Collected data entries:

▼▼▼

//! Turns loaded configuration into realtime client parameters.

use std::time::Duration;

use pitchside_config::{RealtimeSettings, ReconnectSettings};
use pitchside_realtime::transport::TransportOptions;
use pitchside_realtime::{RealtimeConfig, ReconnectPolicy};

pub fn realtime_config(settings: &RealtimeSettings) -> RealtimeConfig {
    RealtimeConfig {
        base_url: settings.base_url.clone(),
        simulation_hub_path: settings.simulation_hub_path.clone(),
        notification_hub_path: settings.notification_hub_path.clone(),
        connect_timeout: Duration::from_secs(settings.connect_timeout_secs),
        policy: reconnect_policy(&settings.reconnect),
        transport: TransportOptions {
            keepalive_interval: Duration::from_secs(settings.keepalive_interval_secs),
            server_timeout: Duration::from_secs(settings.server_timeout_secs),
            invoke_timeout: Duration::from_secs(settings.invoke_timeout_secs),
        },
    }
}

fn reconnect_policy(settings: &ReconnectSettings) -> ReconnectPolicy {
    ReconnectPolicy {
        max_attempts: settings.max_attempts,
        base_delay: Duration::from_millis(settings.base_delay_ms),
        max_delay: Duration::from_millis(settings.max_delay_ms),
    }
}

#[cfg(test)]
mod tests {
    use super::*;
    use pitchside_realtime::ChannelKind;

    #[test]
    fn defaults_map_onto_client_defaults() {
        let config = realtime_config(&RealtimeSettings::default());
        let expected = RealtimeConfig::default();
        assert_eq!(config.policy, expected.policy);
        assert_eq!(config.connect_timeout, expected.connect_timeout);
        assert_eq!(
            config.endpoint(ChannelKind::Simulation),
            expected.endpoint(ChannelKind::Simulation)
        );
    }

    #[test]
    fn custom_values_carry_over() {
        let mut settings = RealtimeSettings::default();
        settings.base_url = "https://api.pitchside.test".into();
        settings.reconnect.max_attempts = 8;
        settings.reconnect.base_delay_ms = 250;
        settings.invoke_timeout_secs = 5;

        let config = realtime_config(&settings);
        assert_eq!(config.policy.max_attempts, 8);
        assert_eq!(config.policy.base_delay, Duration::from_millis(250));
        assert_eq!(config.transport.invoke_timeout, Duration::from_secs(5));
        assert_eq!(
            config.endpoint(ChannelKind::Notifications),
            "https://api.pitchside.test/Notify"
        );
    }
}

▲▲▲
▼▼▼

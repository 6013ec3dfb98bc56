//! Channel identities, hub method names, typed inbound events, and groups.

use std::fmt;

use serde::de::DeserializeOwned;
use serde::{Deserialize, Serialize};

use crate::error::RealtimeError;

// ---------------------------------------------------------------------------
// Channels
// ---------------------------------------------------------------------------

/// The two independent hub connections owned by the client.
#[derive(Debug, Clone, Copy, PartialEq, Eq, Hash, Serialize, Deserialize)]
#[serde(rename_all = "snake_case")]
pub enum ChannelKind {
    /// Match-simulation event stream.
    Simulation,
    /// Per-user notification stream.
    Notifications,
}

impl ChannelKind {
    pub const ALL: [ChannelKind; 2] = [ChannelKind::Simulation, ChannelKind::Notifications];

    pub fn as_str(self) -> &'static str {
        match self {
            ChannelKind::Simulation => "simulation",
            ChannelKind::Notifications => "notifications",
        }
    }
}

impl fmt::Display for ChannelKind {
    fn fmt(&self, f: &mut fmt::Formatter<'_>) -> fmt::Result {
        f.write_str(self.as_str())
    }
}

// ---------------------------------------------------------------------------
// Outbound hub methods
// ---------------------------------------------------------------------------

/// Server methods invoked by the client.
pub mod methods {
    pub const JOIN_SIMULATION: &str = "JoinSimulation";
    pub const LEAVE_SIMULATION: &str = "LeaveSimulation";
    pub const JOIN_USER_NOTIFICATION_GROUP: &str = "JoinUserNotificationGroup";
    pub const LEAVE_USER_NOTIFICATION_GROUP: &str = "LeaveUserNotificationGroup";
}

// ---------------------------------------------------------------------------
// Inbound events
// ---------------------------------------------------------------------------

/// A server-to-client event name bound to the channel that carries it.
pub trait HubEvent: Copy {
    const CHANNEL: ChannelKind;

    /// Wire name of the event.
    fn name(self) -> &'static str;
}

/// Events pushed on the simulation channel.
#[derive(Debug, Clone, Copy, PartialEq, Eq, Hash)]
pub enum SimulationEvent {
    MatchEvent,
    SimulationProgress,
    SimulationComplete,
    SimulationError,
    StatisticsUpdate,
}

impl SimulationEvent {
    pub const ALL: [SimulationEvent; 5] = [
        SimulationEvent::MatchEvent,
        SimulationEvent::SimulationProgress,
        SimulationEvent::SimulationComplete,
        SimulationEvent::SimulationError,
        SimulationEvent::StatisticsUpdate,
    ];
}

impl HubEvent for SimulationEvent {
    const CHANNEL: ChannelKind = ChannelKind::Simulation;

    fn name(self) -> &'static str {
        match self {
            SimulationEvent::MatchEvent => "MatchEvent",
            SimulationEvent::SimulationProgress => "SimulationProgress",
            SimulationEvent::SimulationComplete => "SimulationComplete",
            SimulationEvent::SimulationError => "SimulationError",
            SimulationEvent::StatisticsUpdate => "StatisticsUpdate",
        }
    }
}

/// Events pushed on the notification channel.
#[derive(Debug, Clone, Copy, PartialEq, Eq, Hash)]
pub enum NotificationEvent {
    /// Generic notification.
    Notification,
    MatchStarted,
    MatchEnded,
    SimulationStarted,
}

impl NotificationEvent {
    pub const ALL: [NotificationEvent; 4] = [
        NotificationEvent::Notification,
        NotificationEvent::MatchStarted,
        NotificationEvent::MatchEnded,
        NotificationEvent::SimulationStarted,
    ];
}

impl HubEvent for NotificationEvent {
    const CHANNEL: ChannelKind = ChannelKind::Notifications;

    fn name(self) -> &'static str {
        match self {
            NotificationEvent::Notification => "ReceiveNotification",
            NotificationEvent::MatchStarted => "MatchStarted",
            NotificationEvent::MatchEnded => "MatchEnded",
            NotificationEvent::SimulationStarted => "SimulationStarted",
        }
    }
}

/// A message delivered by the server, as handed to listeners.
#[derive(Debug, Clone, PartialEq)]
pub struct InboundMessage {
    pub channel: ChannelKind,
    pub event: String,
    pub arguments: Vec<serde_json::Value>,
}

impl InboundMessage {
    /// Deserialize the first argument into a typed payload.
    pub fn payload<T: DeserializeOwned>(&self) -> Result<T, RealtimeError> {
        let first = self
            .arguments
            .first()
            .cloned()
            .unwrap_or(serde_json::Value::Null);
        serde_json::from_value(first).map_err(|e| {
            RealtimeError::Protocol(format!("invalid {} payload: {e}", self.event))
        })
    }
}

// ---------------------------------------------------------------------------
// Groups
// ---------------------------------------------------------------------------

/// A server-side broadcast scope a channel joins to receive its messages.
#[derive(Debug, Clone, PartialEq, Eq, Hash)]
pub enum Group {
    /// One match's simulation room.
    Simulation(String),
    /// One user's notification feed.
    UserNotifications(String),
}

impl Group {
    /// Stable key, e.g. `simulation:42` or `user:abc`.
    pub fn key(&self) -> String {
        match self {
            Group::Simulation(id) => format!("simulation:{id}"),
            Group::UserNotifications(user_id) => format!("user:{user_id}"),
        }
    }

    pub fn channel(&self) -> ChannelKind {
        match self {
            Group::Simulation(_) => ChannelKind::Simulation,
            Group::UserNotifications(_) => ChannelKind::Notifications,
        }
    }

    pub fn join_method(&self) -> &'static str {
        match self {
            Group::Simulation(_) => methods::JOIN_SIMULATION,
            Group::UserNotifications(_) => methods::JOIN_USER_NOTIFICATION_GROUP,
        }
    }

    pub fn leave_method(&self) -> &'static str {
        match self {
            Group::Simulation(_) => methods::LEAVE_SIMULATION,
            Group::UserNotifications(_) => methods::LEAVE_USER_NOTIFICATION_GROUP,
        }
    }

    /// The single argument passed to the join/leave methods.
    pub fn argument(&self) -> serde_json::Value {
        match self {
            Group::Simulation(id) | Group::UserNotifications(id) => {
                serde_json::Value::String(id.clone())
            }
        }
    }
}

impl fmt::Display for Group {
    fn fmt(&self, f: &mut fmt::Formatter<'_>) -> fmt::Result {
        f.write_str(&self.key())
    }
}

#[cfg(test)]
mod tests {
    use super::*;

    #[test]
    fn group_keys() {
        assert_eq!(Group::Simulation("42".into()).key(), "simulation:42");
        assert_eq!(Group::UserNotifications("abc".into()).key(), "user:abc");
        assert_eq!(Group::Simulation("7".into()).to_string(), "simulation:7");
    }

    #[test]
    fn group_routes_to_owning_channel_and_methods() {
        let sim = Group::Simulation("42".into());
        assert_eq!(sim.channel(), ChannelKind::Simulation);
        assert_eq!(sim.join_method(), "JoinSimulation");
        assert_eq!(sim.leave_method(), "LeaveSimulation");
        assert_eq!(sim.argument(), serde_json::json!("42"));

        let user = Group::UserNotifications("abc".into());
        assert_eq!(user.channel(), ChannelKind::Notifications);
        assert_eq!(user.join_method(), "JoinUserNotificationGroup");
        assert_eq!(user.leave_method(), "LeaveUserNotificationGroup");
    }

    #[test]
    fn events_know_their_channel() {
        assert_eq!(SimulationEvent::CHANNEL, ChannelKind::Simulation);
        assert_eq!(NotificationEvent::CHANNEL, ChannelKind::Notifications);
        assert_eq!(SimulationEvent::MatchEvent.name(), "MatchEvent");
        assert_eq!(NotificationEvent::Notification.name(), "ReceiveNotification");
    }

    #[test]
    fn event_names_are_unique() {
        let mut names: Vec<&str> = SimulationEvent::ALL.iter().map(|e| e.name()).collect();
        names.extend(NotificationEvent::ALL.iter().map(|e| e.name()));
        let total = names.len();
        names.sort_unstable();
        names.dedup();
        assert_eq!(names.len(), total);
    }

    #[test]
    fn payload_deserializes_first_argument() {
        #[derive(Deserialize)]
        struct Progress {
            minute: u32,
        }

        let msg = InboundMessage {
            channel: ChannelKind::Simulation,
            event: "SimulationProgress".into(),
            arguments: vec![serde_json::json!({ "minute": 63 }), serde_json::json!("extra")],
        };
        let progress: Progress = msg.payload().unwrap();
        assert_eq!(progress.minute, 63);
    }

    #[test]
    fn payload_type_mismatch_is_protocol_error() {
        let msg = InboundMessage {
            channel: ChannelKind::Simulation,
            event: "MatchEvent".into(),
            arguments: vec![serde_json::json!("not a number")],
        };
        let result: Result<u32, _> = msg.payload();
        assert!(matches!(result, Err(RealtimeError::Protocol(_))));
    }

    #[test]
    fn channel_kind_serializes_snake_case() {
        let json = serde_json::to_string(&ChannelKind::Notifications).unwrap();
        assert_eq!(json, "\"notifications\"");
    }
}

▲▲▲

* [Required work]: Each line above with the string "enum" should be reported in full.

* [Response]:
pub enum ChannelKind {
pub enum SimulationEvent {
pub enum NotificationEvent {
pub enum Group {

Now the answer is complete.